Live oak is _said_ to be very superiour to all the rest, and the best _ship-timber_ in the world.

I am informed it is a sort of evergreen, seldom met with north of the Carolinas.

_Oct. 26th_. - Went to Philadelphia. - After crossing the Delaware, I found the land very different from the Jersey shore; a fine stiff black soil, the clover growing spontaneously. The city exhibited a most melancholy spectacle; most of the houses and stores shut up, and grass growing in many of the streets; what few _white_ inhabitants I met with had a most dejected appearance. The disorder has been most favourable to the softer sex; women with child, and those above and under a certain age, were in general free from the infection: but so fatal has it proved to the other sex, that, in Apple-tree-alley, which does not exceed fifty yards in length, there are upwards of sixty widows within these two months.

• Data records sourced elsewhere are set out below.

impl<B: Borrow<Bitmap>> SubBitmap<B> {
    /// Create a window at (x,y) of size w x h
    pub fn new(parent: B, x: i32, y: i32, w: i32, h: i32) -> Self {
        let pw = parent.borrow().width();
        let ph = parent.borrow().height();
        let r = limit_clip(x, y, w, h, pw, ph);
        let clip = Rectangle::with_size(0, 0, r.width(), r.height());
        Self { parent, x: r.x1, y: r.y1, w: r.width(), h: r.height(), clip }
    }
    /// Parent bitmap
    pub fn parent(&self) -> &Bitmap {
        self.parent.borrow()
    }
    /// Position within the parent
    pub fn offset(&self) -> (i32, i32) {
        (self.x, self.y)
    }
}

impl<B: BorrowMut<Bitmap>> SubBitmap<B> {
    /// Lock a region given in this window's coordinates
    ///
    /// The returned view is addressed in the same coordinates
    pub fn lock_region(&mut self, x: i32, y: i32, w: i32, h: i32,
                       format: LockFormat, flags: LockFlags) -> Result<LockedRegion<&mut [u8]>, Error> {
        if !Rectangle::with_size(0, 0, self.w, self.h).covers(&Rectangle::with_size(x, y, w, h)) {
            return Err(Error::OutOfBounds { x, y, w, h });
        }
        let (ox, oy) = (self.x, self.y);
        let mut region = self.parent.borrow_mut().lock_region(x + ox, y + oy, w, h, format, flags)?;
        region.rebase(-ox, -oy);
        Ok(region)
    }
    /// Release the parent's lock
    pub fn unlock(&mut self) {
        self.parent.borrow_mut().unlock();
    }
}

impl<B: Borrow<Bitmap>> Surface for SubBitmap<B> {
    fn width(&self) -> i32 {
        self.w
    }
    fn height(&self) -> i32 {
        self.h
    }
    fn clip(&self) -> Rectangle<i32> {
        self.clip
    }
    fn root(&self) -> (&Bitmap, i32, i32) {
        (self.parent.borrow(), self.x, self.y)
    }
}

impl<B: BorrowMut<Bitmap>> SurfaceMut for SubBitmap<B> {
    fn root_mut(&mut self) -> (&mut Bitmap, i32, i32) {
        (self.parent.borrow_mut(), self.x, self.y)
    }
    fn set_clip(&mut self, x: i32, y: i32, w: i32, h: i32) {
        self.clip = limit_clip(x, y, w, h, self.w, self.h);
    }
}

The total loss on this melancholy occasion already exceeds four thousand, nearly one tenth of the inhabitants! Returning to Woodbury, I met with a quaker, who informed me of the _cause_ of the infectious disorder in the Great City: "_It is_ a judgment on the inhabitants for their sins, insomuch that they sent to England for a number of play-actors, singers, and _musicians_, who were _actually arrived_; and as a just judgment on the Philadelphians for encouraging these _children of iniquity_, they were now afflicted with the yellow fever." I told him, that more likely the sins of the _quakers_ had drawn down this judgment on the city _of brotherly love_, and that it was now scourged for _their_ hypocrisy, lying, canting, and other _manifold iniquities_.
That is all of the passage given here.